La campagne commence à l'aube du 25 août par une attaque du bateau britannique dans le port d'Abadan. Le sloop iranien Palang (Panthère en persan) coule rapidement, et les bateaux restant sont détruits ou capturés. La résistance n'a pas le temps de s'organiser et les installations pétrolières d'Abadan sont investies par deux bataillons de la 8th Indian Division's et de la 24th Indian Brigade faisant une traversée amphibie du Chatt-el-Arab à partir de Bassorah.[1] . Une petite force débarque à Bandar-e-Shahpur du croiseur auxiliaire HMAS Kanimbla pour sécuriser le port et les installations pétrolières là bas. La Royal Air Force attaque les bases aériennes et les communications. La 8th Indian Division (18th Brigade plus 25th Brigade sous le commandement de la 10th Indian Division) avance de Bassorah vers Qasr Shiekh (qui est prise le 25 août) et le 28 Août atteint Ahvaz quand le Shah ordonne la cessation des hostilités.[2] Plus au nord, 8 bataillons britanniques et indien sous le commandement du major-général William Slim avancent de Khanaqin (160 km au nord-est de Baghdad et 480 km de Bassorah) vers les gisements de pétrole de Naft-i-Shah ,à travers la passe de Pai Tak, menant vers Kermanshah et Hamadan. Les positions du Pai Tak position sont prises le 27 Août quand les défenseurs se rendent dans la nuit et l'assaut aérien sur Kermanshah le 29 août, les défenseurs demandant une trêve pour négocier les termes de la reddition. [3]
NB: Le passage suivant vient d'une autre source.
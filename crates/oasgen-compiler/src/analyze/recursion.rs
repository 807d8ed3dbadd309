//! Recursive types: indirect edges and escape checks.
//!
//! Strongly connected components of the type graph are found with Tarjan's
//! algorithm. Inside each recursive component a DFS marks back-edges
//! `indirect`; then every member must have a finite value, i.e. a way out of
//! the cycle through an optional field, a collection, a nullable wrapper or
//! another sum variant.

use indexmap::IndexSet;

use crate::diagnostics::{Diagnostic, DiagnosticKind, Span};
use crate::ir::{TypeId, TypeKind};

use super::arena::TypeArena;
use super::{Analyzer, Stop};

impl<'s> Analyzer<'s> {
    pub(super) fn check_recursion(&mut self) -> Result<(), Stop> {
        let graph = edges(&self.arena);
        let sccs = SccFinder::find(&graph);

        let mut recursive = 0;
        for scc in &sccs {
            let is_recursive = scc.len() > 1 || graph[scc[0].index()].contains(&scc[0]);
            if !is_recursive {
                continue;
            }
            recursive += 1;
            mark_back_edges(&mut self.arena, &graph, scc);
            if let Some(stuck) = no_escape(&self.arena, scc) {
                return Err(Stop::Failed(self.no_escape_error(stuck, scc)));
            }
        }
        tracing::debug!(types = graph.len(), recursive, "recursion checked");
        Ok(())
    }

    fn no_escape_error(&self, stuck: TypeId, scc: &[TypeId]) -> Diagnostic {
        let span_of = |id: TypeId| self.arena.slot(id).span;
        let members: Vec<TypeId> = scc.iter().copied().filter(|id| span_of(*id).is_some()).collect();
        let at = span_of(stuck)
            .or_else(|| members.first().and_then(|id| span_of(*id)))
            .unwrap_or_else(|| Span::document(self.root.id));

        let slot = self.arena.slot(stuck);
        let mut diagnostic = Diagnostic::new(DiagnosticKind::RecursionNoEscape, at).message(format!(
            "`{}` contains itself through required fields only",
            if slot.hint.is_empty() { "type" } else { slot.hint.as_str() }
        ));
        if let Some(key) = slot.origin.key() {
            diagnostic = diagnostic.at_pointer(key.pointer.clone());
        }
        for id in members {
            if id == stuck {
                continue;
            }
            if let Some(span) = span_of(id) {
                diagnostic = diagnostic.related_to(span, "part of the cycle");
            }
        }
        diagnostic
    }
}

/// Outgoing edges per type, in `TypeKind::refs` order.
fn edges(arena: &TypeArena) -> Vec<Vec<TypeId>> {
    arena
        .slots()
        .iter()
        .map(|slot| {
            slot.kind
                .as_ref()
                .map(|kind| kind.refs().into_iter().map(|r| r.id).collect())
                .unwrap_or_default()
        })
        .collect()
}

struct SccFinder<'g> {
    graph: &'g [Vec<TypeId>],
    index: usize,
    stack: Vec<TypeId>,
    on_stack: IndexSet<TypeId>,
    indices: Vec<Option<usize>>,
    lowlinks: Vec<usize>,
    sccs: Vec<Vec<TypeId>>,
}

impl<'g> SccFinder<'g> {
    /// Components in reverse topological order; members sorted by id.
    fn find(graph: &'g [Vec<TypeId>]) -> Vec<Vec<TypeId>> {
        let mut finder = Self {
            graph,
            index: 0,
            stack: Vec::new(),
            on_stack: IndexSet::new(),
            indices: vec![None; graph.len()],
            lowlinks: vec![0; graph.len()],
            sccs: Vec::new(),
        };

        for i in 0..graph.len() {
            if finder.indices[i].is_none() {
                finder.strongconnect(TypeId(i as u32));
            }
        }

        for scc in &mut finder.sccs {
            scc.sort();
        }
        finder.sccs
    }

    fn strongconnect(&mut self, id: TypeId) {
        let v = id.index();
        self.indices[v] = Some(self.index);
        self.lowlinks[v] = self.index;
        self.index += 1;
        self.stack.push(id);
        self.on_stack.insert(id);

        let graph = self.graph;
        for &target in &graph[v] {
            let w = target.index();
            match self.indices[w] {
                None => {
                    self.strongconnect(target);
                    self.lowlinks[v] = self.lowlinks[v].min(self.lowlinks[w]);
                }
                Some(index) if self.on_stack.contains(&target) => {
                    self.lowlinks[v] = self.lowlinks[v].min(index);
                }
                Some(_) => {}
            }
        }

        if Some(self.lowlinks[v]) == self.indices[v] {
            let mut scc = Vec::new();
            while let Some(w) = self.stack.pop() {
                self.on_stack.swap_remove(&w);
                scc.push(w);
                if w == id {
                    break;
                }
            }
            self.sccs.push(scc);
        }
    }
}

#[derive(Clone, Copy, PartialEq, Eq)]
enum Color {
    White,
    Gray,
    Black,
}

/// Mark every DFS back-edge inside `scc` as indirect. The walk starts from
/// the lowest id, so the first declared type keeps its direct edges.
fn mark_back_edges(arena: &mut TypeArena, graph: &[Vec<TypeId>], scc: &[TypeId]) {
    let mut colors = vec![Color::White; graph.len()];
    let mut back = Vec::new();
    for &root in scc {
        if colors[root.index()] == Color::White {
            visit(root, graph, scc, &mut colors, &mut back);
        }
    }
    for (from, edge) in back {
        if let Some(kind) = arena.kind_mut(from)
            && let Some(r) = kind.refs_mut().into_iter().nth(edge)
        {
            r.indirect = true;
        }
    }
}

fn visit(
    id: TypeId,
    graph: &[Vec<TypeId>],
    scc: &[TypeId],
    colors: &mut [Color],
    back: &mut Vec<(TypeId, usize)>,
) {
    colors[id.index()] = Color::Gray;
    for (edge, &target) in graph[id.index()].iter().enumerate() {
        if scc.binary_search(&target).is_err() {
            continue;
        }
        match colors[target.index()] {
            Color::White => visit(target, graph, scc, colors, back),
            Color::Gray => back.push((id, edge)),
            Color::Black => {}
        }
    }
    colors[id.index()] = Color::Black;
}

/// A member of `scc` with no finite value, if any.
fn no_escape(arena: &TypeArena, scc: &[TypeId]) -> Option<TypeId> {
    let mut finite = vec![false; scc.len()];
    let is_finite = |finite: &[bool], id: TypeId| match scc.binary_search(&id) {
        Ok(i) => finite[i],
        Err(_) => true,
    };

    loop {
        let mut changed = false;
        for (i, &id) in scc.iter().enumerate() {
            if finite[i] {
                continue;
            }
            let Some(kind) = arena.kind(id) else {
                continue;
            };
            let refs = kind.refs();
            let ok = match kind {
                TypeKind::Sum { .. } => refs.iter().any(|r| is_finite(&finite, r.id)),
                _ => refs
                    .iter()
                    .enumerate()
                    .all(|(edge, r)| kind.edge_escapes(edge) || is_finite(&finite, r.id)),
            };
            if ok {
                finite[i] = true;
                changed = true;
            }
        }
        if !changed {
            break;
        }
    }

    scc.iter()
        .zip(&finite)
        .find(|(id, ok)| !**ok && arena.slot(**id).span.is_some())
        .or_else(|| scc.iter().zip(&finite).find(|(_, ok)| !**ok))
        .map(|(id, _)| *id)
}
use indoc::indoc;
use url::Url;

use crate::diagnostics::DiagnosticKind;
use crate::document::{Node, SourceId, SourceMap, parse_yaml};

fn load(src: &str) -> (SourceMap, SourceId, Node) {
    let mut sources = SourceMap::new();
    let id = sources.add(Url::parse("file:///spec.yaml").unwrap(), src.to_string());
    let node = parse_yaml(sources.content(id), id).expect("valid YAML");
    (sources, id, node)
}

const PETS: &str = indoc! {r#"
    openapi: 3.1.0
    info:
      title: Pets
      version: "1"
    paths:
      /pets:
        get:
          parameters:
            - name: limit
              in: query
          responses:
            200:
              description: ok
"#};

#[test]
fn values_and_order() {
    let (_, _, root) = load(PETS);
    let object = root.as_object().unwrap();
    assert_eq!(object.keys().collect::<Vec<_>>(), ["openapi", "info", "paths"]);
    assert_eq!(root.get("info").and_then(|i| i.get("version")).and_then(Node::as_str), Some("1"));

    let responses = root
        .get("paths")
        .and_then(|p| p.get("/pets"))
        .and_then(|p| p.get("get"))
        .and_then(|o| o.get("responses"))
        .unwrap();
    assert!(responses.get("200").is_some());
}

#[test]
fn keys_are_located() {
    let (sources, id, root) = load(PETS);
    let paths = root.as_object().unwrap().member("paths").unwrap();
    assert_eq!(sources.line_col(id, paths.key_range.start()), (5, 1));

    let pets = paths.value.as_object().unwrap().member("/pets").unwrap();
    assert_eq!(&PETS[pets.key_range], "/pets");
    assert_eq!(sources.line_col(id, pets.key_range.start()), (6, 3));

    let params = pets.value.get("get").and_then(|g| g.get("parameters")).unwrap();
    let item = &params.as_array().unwrap()[0];
    assert_eq!(sources.line_col(id, item.range.start()), (9, 9));

    let item = item.as_object().unwrap();
    let name = item.member("name").unwrap();
    let location = item.member("in").unwrap();
    assert_eq!(sources.line_col(id, name.key_range.start()), (9, 11));
    assert_eq!(sources.line_col(id, location.key_range.start()), (10, 11));
    assert_eq!(&PETS[name.value.range], "name: limit");
}

#[test]
fn nested_key_does_not_shadow_sibling() {
    let src = indoc! {"
        a:
          name: inner
        name: outer
    "};
    let (sources, id, root) = load(src);
    let object = root.as_object().unwrap();
    let outer = object.member("name").unwrap();
    assert_eq!(sources.line_col(id, outer.key_range.start()), (3, 1));
    let inner = object.get("a").and_then(|a| a.as_object()).unwrap().member("name").unwrap();
    assert_eq!(sources.line_col(id, inner.key_range.start()), (2, 3));
}

#[test]
fn flow_collections_inherit_key_range() {
    let src = "tags: [a, b]\nmeta: {x: 1}\n";
    let (_, _, root) = load(src);
    let tags = root.as_object().unwrap().member("tags").unwrap();
    let items = tags.value.as_array().unwrap();
    assert_eq!(items.len(), 2);
    assert_eq!(items[1].range, tags.key_range);
    assert_eq!(root.get("meta").and_then(|m| m.get("x")).and_then(Node::as_u64), Some(1));
}

#[test]
fn quoted_keys_and_comments() {
    let src = indoc! {r#"
        # leading comment
        "quoted": 1 # trailing
        'single': two
    "#};
    let (sources, id, root) = load(src);
    let object = root.as_object().unwrap();
    let quoted = object.member("quoted").unwrap();
    assert_eq!(sources.line_col(id, quoted.key_range.start()), (2, 1));
    assert_eq!(&src[quoted.key_range], r#""quoted""#);
    assert_eq!(object.get("single").and_then(Node::as_str), Some("two"));
}

#[test]
fn syntax_error_is_located() {
    let mut sources = SourceMap::new();
    let src = "a: 1\nb: [1, 2\n";
    let id = sources.add(Url::parse("file:///bad.yaml").unwrap(), src.to_string());
    let err = parse_yaml(sources.content(id), id).unwrap_err();
    assert_eq!(err.kind(), DiagnosticKind::YamlSyntax);
    assert!(!err.text().contains(" at line "));
}

#[test]
fn numeric_and_string_keys_collide() {
    let src = "200: a\n'200': b\n";
    let mut sources = SourceMap::new();
    let id = sources.add(Url::parse("file:///dup.yaml").unwrap(), src.to_string());
    let err = parse_yaml(sources.content(id), id).unwrap_err();
    assert_eq!(err.kind(), DiagnosticKind::DuplicateKey);
    assert_eq!(sources.line_col(id, err.span().range.start()), (2, 1));
}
Quant à l'URSS, elle fait une invasion au nord et avance vers Maku, dont les défenses ont été affaiblies par des bombardements aériens. Il y a aussi des débarquements soviétiques à Bandar-e Pahlavi sur les côtes de la mer Caspienne. Dans un incident, un bateau soviétique essuie un "tir ami".
Sans aucune aide extérieure, la résistance iranienne est rapidement submergée et neutralisée par les tanks et l'infanterie russe et britannique. Les forces britanniques et soviétiques se rencontrent à Senna (160 km à l'ouest d'Hamadan) et à Qazvin (160 km à l'ouest de Téhéran et 320 km au nord est d'Hamadan) le 30 et 31 Août respectivement. L'Iran est défait, les champs pétroliers sont sauvegardés et le précieux chemin de fer trans-iranien dans les mains des alliés. À cause d'un manque de transport, les britanniques décident de n'établir aucune force entre Hamadan et Ahvaz. Dans le même temps, le nouveau premier ministre iranien Foroughi, accepte que l'ambassadeur allemand et son personnel quittent Téhéran et la fermeture des représentations allemande, italienne, hongroise et roumaine. De plus, tous les citoyens allemands doivent être remis entre les mains des autorités russes et britanniques. La non réalisation de cette dernière condition déclenche l'entrée des troupes russes et britanniques dans Téhéran le 17 septembre, le jour d'après Reza Shah est arrêté et envoyé en exil en Afrique du Sud, laissant son fils Mohammad Reza Pahlavi le remplacer sur le trône. Les forces russes et britanniques quittent Téhéran le 17 octobre, après que les espions allemands ont bien compris[4] qu'effectivement l'Iran s'était rangé du côté Russe et Britannique pour le reste de la guerre.
Conclusion
Les pertes dans les opérations navales sont de deux navires de guerre iraniens coulés et 4 autres mis hors d'usage par la Royal Navy. Six avions chasseurs persans sont abattus. Approximativement 800 soldats, marins, pilotes iraniens sont tués, incluant l'Amiral Bayandor amiral de la flotte iranienne. Approximativement 200 civils meurent dans les raids aériens au Gilan. Les pertes britanniques et indiennes s'élèvent à 22 morts et 42 blessés.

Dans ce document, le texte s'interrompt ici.